The data:
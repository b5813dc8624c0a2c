use crate::db::{DbActivity, NewActivity};
use crate::error::TrackerError;
use crate::service::categories;
use chrono::{NaiveDate, Utc};
use serde::{Deserialize, Serialize};
use std::borrow::Cow;
use validator::{Validate, ValidationError};

#[derive(Debug, Clone, Deserialize, Validate)]
pub struct CreateActivityRequest {
    #[validate(custom(function = "validate_category_present"))]
    pub category: String,

    #[validate(range(
        min = 1,
        max = 1440,
        message = "Duration must be between 1-1440 minutes (24 hours)"
    ))]
    pub duration_minutes: i64,

    #[validate(length(max = 1000, message = "Notes must be at most 1000 characters"))]
    pub notes: Option<String>,

    #[validate(range(min = 1, max = 5, message = "Mood rating must be between 1-5"))]
    pub mood_rating: Option<i64>,

    #[validate(length(max = 500, message = "Photo URL must be at most 500 characters"))]
    pub photo_url: Option<String>,

    pub activity_date: Option<NaiveDate>,
}

impl CreateActivityRequest {
    pub fn normalized(mut self) -> Self {
        self.category = self.category.trim().to_string();
        self
    }

    /// Resolve the category against the fixed list and default the date to today (UTC).
    pub fn into_new_activity(self) -> Result<NewActivity, TrackerError> {
        if !categories::is_known(&self.category) {
            return Err(TrackerError::UnknownCategory(self.category));
        }
        Ok(NewActivity {
            category: self.category,
            duration_minutes: self.duration_minutes,
            notes: self.notes,
            mood_rating: self.mood_rating,
            photo_url: self.photo_url,
            activity_date: self
                .activity_date
                .unwrap_or_else(|| Utc::now().date_naive()),
        })
    }
}

fn validate_category_present(category: &str) -> Result<(), ValidationError> {
    if category.trim().is_empty() {
        return Err(ValidationError::new("category_required")
            .with_message(Cow::Borrowed("Category is required")));
    }
    Ok(())
}

#[derive(Debug, Default, Deserialize)]
pub struct ActivityQuery {
    pub activity_date: Option<String>,
}

impl ActivityQuery {
    pub fn date(&self) -> Result<Option<NaiveDate>, TrackerError> {
        match self.activity_date.as_deref().map(str::trim) {
            None | Some("") => Ok(None),
            Some(raw) => NaiveDate::parse_from_str(raw, "%Y-%m-%d")
                .map(Some)
                .map_err(|_| TrackerError::InvalidDate(raw.to_string())),
        }
    }
}

#[derive(Debug, Serialize, Deserialize)]
pub struct ActivityCreated {
    pub message: String,
    pub activity: DbActivity,
}

#[derive(Debug, Serialize, Deserialize)]
pub struct ActivityList {
    pub activities: Vec<DbActivity>,
    pub count: usize,
    pub total_minutes: i64,
}

impl From<Vec<DbActivity>> for ActivityList {
    fn from(activities: Vec<DbActivity>) -> Self {
        let total_minutes = activities.iter().map(|a| a.duration_minutes).sum();
        Self {
            count: activities.len(),
            total_minutes,
            activities,
        }
    }
}

#[cfg(test)]
mod tests {
    use super::*;

    fn request(duration: i64, mood: Option<i64>) -> CreateActivityRequest {
        CreateActivityRequest {
            category: "  Sleep ".to_string(),
            duration_minutes: duration,
            notes: None,
            mood_rating: mood,
            photo_url: None,
            activity_date: None,
        }
        .normalized()
    }

    #[test]
    fn duration_bounds() {
        assert!(request(0, None).validate().is_err());
        assert!(request(1, None).validate().is_ok());
        assert!(request(1440, None).validate().is_ok());
        assert!(request(1441, None).validate().is_err());
    }

    #[test]
    fn mood_bounds() {
        assert!(request(30, Some(0)).validate().is_err());
        assert!(request(30, Some(5)).validate().is_ok());
        assert!(request(30, Some(6)).validate().is_err());
    }

    #[test]
    fn category_must_be_known() {
        let new = request(30, None).into_new_activity().unwrap();
        assert_eq!(new.category, "Sleep");
        assert_eq!(new.activity_date, Utc::now().date_naive());

        let mut unknown = request(30, None);
        unknown.category = "Gaming".to_string();
        assert!(matches!(
            unknown.into_new_activity(),
            Err(TrackerError::UnknownCategory(c)) if c == "Gaming"
        ));
    }

    #[test]
    fn blank_category_fails_validation() {
        let mut req = request(30, None);
        req.category = "   ".to_string();
        assert!(req.normalized().validate().is_err());
    }

    #[test]
    fn query_date_parsing() {
        let none = ActivityQuery::default();
        assert_eq!(none.date().unwrap(), None);

        let day = ActivityQuery {
            activity_date: Some("2024-03-09".to_string()),
        };
        assert_eq!(day.date().unwrap(), NaiveDate::from_ymd_opt(2024, 3, 9));

        let bad = ActivityQuery {
            activity_date: Some("09/03/2024".to_string()),
        };
        assert!(matches!(bad.date(), Err(TrackerError::InvalidDate(_))));
    }
}
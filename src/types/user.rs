use crate::db::DbUser;
use regex::Regex;
use serde::{Deserialize, Serialize};
use std::borrow::Cow;
use std::sync::LazyLock;
use validator::{Validate, ValidationError};

static NAME_REGEX: LazyLock<Regex> =
    LazyLock::new(|| Regex::new(r"^[a-zA-Z\s]+$").expect("static regex"));
static HAS_LETTER: LazyLock<Regex> = LazyLock::new(|| Regex::new(r"[A-Za-z]").expect("static regex"));
static HAS_DIGIT: LazyLock<Regex> = LazyLock::new(|| Regex::new(r"\d").expect("static regex"));

#[derive(Debug, Clone, Deserialize, Validate)]
pub struct RegisterRequest {
    #[validate(email(message = "Valid email address required"))]
    pub email: String,

    #[validate(
        length(min = 8, max = 100, message = "Password must be between 8-100 characters"),
        custom(function = "validate_password_strength")
    )]
    pub password: String,

    #[validate(
        length(min = 2, max = 100, message = "Name must be between 2-100 characters"),
        custom(function = "validate_name")
    )]
    pub name: String,

    #[validate(range(min = 13, max = 120, message = "Age must be between 13-120"))]
    pub age: Option<i64>,

    #[validate(length(max = 50, message = "Gender must be at most 50 characters"))]
    pub gender: Option<String>,
}

impl RegisterRequest {
    pub fn normalized(mut self) -> Self {
        self.email = self.email.trim().to_lowercase();
        self.name = self.name.trim().to_string();
        self.gender = self
            .gender
            .map(|g| g.trim().to_string())
            .filter(|g| !g.is_empty());
        self
    }
}

#[derive(Debug, Clone, Deserialize, Validate)]
pub struct LoginRequest {
    #[validate(email(message = "Valid email address required"))]
    pub email: String,

    #[validate(custom(function = "validate_not_blank"))]
    pub password: String,
}

impl LoginRequest {
    pub fn normalized(mut self) -> Self {
        self.email = self.email.trim().to_lowercase();
        self
    }
}

fn validate_password_strength(password: &str) -> Result<(), ValidationError> {
    if !HAS_LETTER.is_match(password) {
        return Err(ValidationError::new("password_letter")
            .with_message(Cow::Borrowed("Password must contain at least one letter")));
    }
    if !HAS_DIGIT.is_match(password) {
        return Err(ValidationError::new("password_digit")
            .with_message(Cow::Borrowed("Password must contain at least one number")));
    }
    Ok(())
}

fn validate_name(name: &str) -> Result<(), ValidationError> {
    if name.trim().is_empty() {
        return Err(ValidationError::new("name_empty")
            .with_message(Cow::Borrowed("Name cannot be empty")));
    }
    if !NAME_REGEX.is_match(name.trim()) {
        return Err(ValidationError::new("name_format")
            .with_message(Cow::Borrowed("Name can only contain letters and spaces")));
    }
    Ok(())
}

fn validate_not_blank(value: &str) -> Result<(), ValidationError> {
    if value.trim().is_empty() {
        return Err(ValidationError::new("required")
            .with_message(Cow::Borrowed("Password is required")));
    }
    Ok(())
}

/// Public view of a user; never carries the password hash.
#[derive(Debug, Clone, Serialize, Deserialize, PartialEq)]
pub struct UserProfile {
    pub id: i64,
    pub email: String,
    pub name: String,
    pub age: Option<i64>,
    pub gender: Option<String>,
}

impl From<DbUser> for UserProfile {
    fn from(u: DbUser) -> Self {
        Self {
            id: u.id,
            email: u.email,
            name: u.name,
            age: u.age,
            gender: u.gender,
        }
    }
}

#[derive(Debug, Serialize, Deserialize)]
pub struct AuthResponse {
    pub message: String,
    pub token: String,
    pub token_type: String,
    pub user: UserProfile,
}
use axum::{Json, extract::State};
use chrono::Utc;
use serde_json::{Value, json};
use tracing::warn;

use crate::router::TrackerState;
use crate::service::categories;

/// GET /api
pub async fn api_root() -> Json<Value> {
    Json(json!({
        "message": "Daily Tracker API is running",
        "status": "healthy",
        "version": env!("CARGO_PKG_VERSION"),
        "documentation": "/",
    }))
}

/// GET /health. Always 200; the body reports database reachability.
pub async fn health_check(State(state): State<TrackerState>) -> Json<Value> {
    let timestamp = Utc::now().to_rfc3339();
    match state.storage.ping().await {
        Ok(()) => Json(json!({
            "status": "healthy",
            "database": "connected",
            "timestamp": timestamp,
            "environment": "production",
        })),
        Err(e) => {
            warn!(error = %e, "health check could not reach database");
            Json(json!({
                "status": "unhealthy",
                "database": "disconnected",
                "error": e.to_string(),
                "timestamp": timestamp,
            }))
        }
    }
}

/// GET /categories
pub async fn list_categories() -> Json<Value> {
    Json(json!({ "categories": categories::as_json() }))
}
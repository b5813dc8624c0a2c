pub mod auth;
pub mod validated_json;

pub use auth::AuthUser;
pub use validated_json::ValidatedJson;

Problem statement: Search the material above for "ValidationError". Pull out each line where it shows up.

Output of the exercise:
use validator::{Validate, ValidationError};
fn validate_category_present(category: &str) -> Result<(), ValidationError> {
        return Err(ValidationError::new("category_required")
use validator::{Validate, ValidationError};
fn validate_password_strength(password: &str) -> Result<(), ValidationError> {
        return Err(ValidationError::new("password_letter")
        return Err(ValidationError::new("password_digit")
fn validate_name(name: &str) -> Result<(), ValidationError> {
        return Err(ValidationError::new("name_empty")
        return Err(ValidationError::new("name_format")
fn validate_not_blank(value: &str) -> Result<(), ValidationError> {
        return Err(ValidationError::new("required")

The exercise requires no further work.